There is also the added benefit of being with their peers and witnessing how other kids take risks and the consequences and rewards of healthy risk taking. When it comes to decision making, kids need to start small and make progress through practice.

Think about a Monopoly game.

In the beginning, kids learn the rules and allow Mom and Dad to take on the harder roles of being the banker and issuing the property. But overtime, as math skills and confidence rises, kids take on harder roles. And that isn’t a big lift for kids or their parents, it naturally happens in activities kids like which is why learning through fun and play is critical.

It’s also why our after school and summer camp programs include so much time on physical activities and having fun.

Why Starting Early Is Important When It Comes To Learning Responsibility

Teaching kids responsible decision-making at a young age is crucial for several reasons:

  • It lays the foundation for making decisions in the future:

    Kid’s brains are on fire when it comes to cognitive and social development, especially before the age of 7. They are ready for parents and educators to lead the way and “teach” new things. This opportunity gives parents a huge runway for teaching kids how to make good decisions, which serve as a foundation for more complex decision-making in adolescence and adulthood.

  • By taking action, kids learn problem-solving skills

    When kid’s have a role in decision-making, they learn how to assess their options, consider potential outcomes and weigh the pros and cons. These decision-making skills are critical later in life and are much less stressful when choosing the team to be on versus what college to go to or who to marry.

  • When adults take a step back, kids step up:

    Handling situations independently and/or with guidance teaches kids that they can be trusted and that you consider them to be trustworthy. When kids learn self-reliance, they also develop self-confidence and better self-esteem.

  • By making their own decisions, kids learn accountability and consequences:

    Being a responsible decision-maker involves knowing the possible outcomes of your actions. When kids see the full scope of their decisions, they begin to think more about the outcomes of their actions and the role their decisions have on themselves and others.

  • Being responsible increases social awareness and empathy for others:

    Just as kids learn about consequences, they also learn about the impact they have on the people around them.

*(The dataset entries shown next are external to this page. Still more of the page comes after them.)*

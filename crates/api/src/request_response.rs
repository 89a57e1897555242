// Copyright (C) 2026 Fred Clausen
// Use of this source code is governed by an MIT-style
// license that can be found in the LICENSE file or at
// https://opensource.org/licenses/MIT.

//! API request and response data transfer objects.

use courtbook_domain::{
    ErrorCode, InstallationConfig, Occupation, ReservationTypeRule, format_date, format_time,
    parse_date, parse_time, weekday_name,
};
use serde::{Deserialize, Serialize};
use time::{Date, Time};

use crate::auth::ActorIdentity;
use crate::error::{ApiError, translate_domain_error};

/// An occupation as sent by clients.
///
/// Dates are `YYYY-MM-DD` and start times `HH:MM`. Both may be omitted;
/// the engine then reports them as missing.
#[derive(Debug, Clone, PartialEq, Eq, Serialize, Deserialize)]
pub struct OccupationInput {
    /// The installation to book.
    pub installation_id: i64,
    /// First court, 1-based.
    pub court: i32,
    /// Last court of a multi-court booking.
    #[serde(default)]
    pub last_court: Option<i32>,
    /// Calendar date.
    #[serde(default)]
    pub date: Option<String>,
    /// Start time of day.
    #[serde(default)]
    pub start: Option<String>,
    /// Length in booking units.
    pub duration_units: i32,
    /// Free text shown on the booking sheet.
    #[serde(default)]
    pub text: String,
    /// The reservation type.
    pub type_id: i64,
}

impl OccupationInput {
    /// Converts this input into a domain occupation without an id.
    ///
    /// # Errors
    ///
    /// Returns `ApiError::InvalidInput` if the date or start time is
    /// malformed.
    pub fn to_occupation(&self) -> Result<Occupation, ApiError> {
        let date: Option<Date> = self
            .date
            .as_deref()
            .map(parse_date)
            .transpose()
            .map_err(translate_domain_error)?;
        let start: Option<Time> = self
            .start
            .as_deref()
            .map(parse_time)
            .transpose()
            .map_err(translate_domain_error)?;

        let mut occupation: Occupation = Occupation::new(
            self.installation_id,
            self.court,
            date,
            start,
            self.duration_units,
            self.text.clone(),
            self.type_id,
        );
        occupation.last_court = self.last_court;
        Ok(occupation)
    }
}

/// API request to book a new occupation.
#[derive(Debug, Clone, PartialEq, Eq, Serialize, Deserialize)]
pub struct CreateOccupationRequest {
    /// The requesting member.
    #[serde(flatten)]
    pub actor: ActorIdentity,
    /// The occupation to book.
    pub occupation: OccupationInput,
}

/// API request to replace a stored occupation.
#[derive(Debug, Clone, PartialEq, Eq, Serialize, Deserialize)]
pub struct UpdateOccupationRequest {
    /// The requesting member.
    #[serde(flatten)]
    pub actor: ActorIdentity,
    /// The occupation to replace.
    #[serde(default)]
    pub occupation_id: i64,
    /// The new content.
    pub occupation: OccupationInput,
}

/// API request to remove a stored occupation.
#[derive(Debug, Clone, PartialEq, Eq, Serialize, Deserialize)]
pub struct DeleteOccupationRequest {
    /// The requesting member.
    #[serde(flatten)]
    pub actor: ActorIdentity,
    /// The occupation to remove.
    #[serde(default)]
    pub occupation_id: i64,
}

/// A stored occupation as returned to clients.
#[derive(Debug, Clone, PartialEq, Eq, Serialize, Deserialize)]
pub struct OccupationInfo {
    /// The occupation id.
    pub occupation_id: Option<i64>,
    /// The installation.
    pub installation_id: i64,
    /// First court.
    pub court: i32,
    /// Last court.
    pub last_court: i32,
    /// Calendar date.
    pub date: Option<String>,
    /// Start time of day.
    pub start: Option<String>,
    /// Length in booking units.
    pub duration_units: i32,
    /// Free text.
    pub text: String,
    /// The reservation type.
    pub type_id: i64,
}

impl From<&Occupation> for OccupationInfo {
    fn from(occupation: &Occupation) -> Self {
        Self {
            occupation_id: occupation.id,
            installation_id: occupation.installation_id,
            court: occupation.court,
            last_court: occupation.last_court_or_court(),
            date: occupation.date.map(format_date),
            start: occupation.start.map(format_time),
            duration_units: occupation.duration_units,
            text: occupation.text.clone(),
            type_id: occupation.type_id,
        }
    }
}

/// API response for a successful create or update.
#[derive(Debug, Clone, PartialEq, Eq, Serialize, Deserialize)]
pub struct OccupationMutationResponse {
    /// The audit event recorded for this change.
    pub event_id: i64,
    /// The stored occupation.
    pub occupation: OccupationInfo,
    /// A success message.
    pub message: String,
}

/// API response for a successful delete.
#[derive(Debug, Clone, PartialEq, Eq, Serialize, Deserialize)]
pub struct DeleteOccupationResponse {
    /// The audit event recorded for this change.
    pub event_id: i64,
    /// The removed occupation's id.
    pub occupation_id: i64,
    /// A success message.
    pub message: String,
}

/// API response listing one installation's occupations on one day.
#[derive(Debug, Clone, PartialEq, Eq, Serialize, Deserialize)]
pub struct ListOccupationsResponse {
    /// The installation.
    pub installation_id: i64,
    /// The day.
    pub date: String,
    /// Occupations ordered by start time, then court.
    pub occupations: Vec<OccupationInfo>,
}

/// A reservation type as returned to clients.
#[derive(Debug, Clone, PartialEq, Eq, Serialize, Deserialize)]
pub struct ReservationTypeInfo {
    /// The type id.
    pub type_id: i64,
    /// The type name.
    pub name: String,
    /// Maximum duration in units, `0` for unlimited.
    pub max_duration: u32,
    /// Booking horizon in days, `0` for unlimited.
    pub max_days_ahead: u32,
    /// Weekdays on which the type cannot be booked.
    pub forbidden_weekdays: Vec<String>,
    /// Roles allowed to book the type, sorted.
    pub permitted_roles: Vec<String>,
}

impl From<&ReservationTypeRule> for ReservationTypeInfo {
    fn from(rule: &ReservationTypeRule) -> Self {
        let mut permitted_roles: Vec<String> = rule
            .permitted_roles
            .iter()
            .map(|role| role.as_str().to_string())
            .collect();
        permitted_roles.sort();
        Self {
            type_id: rule.id,
            name: rule.name.clone(),
            max_duration: rule.max_duration,
            max_days_ahead: rule.max_days_ahead,
            forbidden_weekdays: rule
                .forbidden_weekdays
                .iter()
                .map(|day| weekday_name(*day).to_string())
                .collect(),
            permitted_roles,
        }
    }
}

/// An installation as returned to clients.
#[derive(Debug, Clone, PartialEq, Eq, Serialize, Deserialize)]
pub struct InstallationInfo {
    /// The installation id.
    pub installation_id: i64,
    /// The installation name.
    pub name: String,
    /// Court names, numbered from 1.
    pub courts: Vec<String>,
    /// Booking unit in minutes.
    pub duration_unit_minutes: u32,
    /// First bookable hour.
    pub opening_hour: u8,
    /// Hour by which bookings must end.
    pub closing_hour: u8,
    /// IANA timezone name.
    pub timezone: String,
    /// Offered reservation types.
    pub reservation_types: Vec<ReservationTypeInfo>,
}

impl From<&InstallationConfig> for InstallationInfo {
    fn from(config: &InstallationConfig) -> Self {
        Self {
            installation_id: config.id,
            name: config.name.clone(),
            courts: config.courts.clone(),
            duration_unit_minutes: config.duration_unit_minutes,
            opening_hour: config.opening_hour,
            closing_hour: config.closing_hour,
            timezone: config.timezone.name().to_string(),
            reservation_types: config
                .reservation_types
                .iter()
                .map(ReservationTypeInfo::from)
                .collect(),
        }
    }
}

/// API response listing every installation.
#[derive(Debug, Clone, PartialEq, Eq, Serialize, Deserialize)]
pub struct ListInstallationsResponse {
    /// All installations in configuration order.
    pub installations: Vec<InstallationInfo>,
}

/// One field error with its rendered message.
#[derive(Debug, Clone, PartialEq, Eq, Serialize, Deserialize)]
pub struct FieldErrorInfo {
    /// The field tag, e.g. `start` or `lastCourt`.
    pub field: String,
    /// The violated rule.
    pub code: ErrorCode,
    /// Positional message arguments.
    pub args: Vec<String>,
    /// The rendered English message.
    pub message: String,
}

This leads to a deeper awareness of the feelings of others which fosters greater empathy and relationship skills.

  • Responsibility raises awareness on age-appropriate risks and safety.

    When kids understand how their decisions impact others, risky behaviors and situations are viewed in a new light, helping kids take smarter risks and make better decisions.

Teaching kids responsible decision-making when they are young sets the building blocks in place so they are equipped to take on greater roles with greater independence as they get older.

How Kong Academy Uses Play And Games To Teach Decision-Making Skills

Play and games are crucial for kids’ learning because they are naturally drawn to it. Ask any kid if they want to do their favorite activity or a chore and most kids will vote for their beloved game every time. Knowing this gives parents and educators the greatest opportunity to leverage play for learning.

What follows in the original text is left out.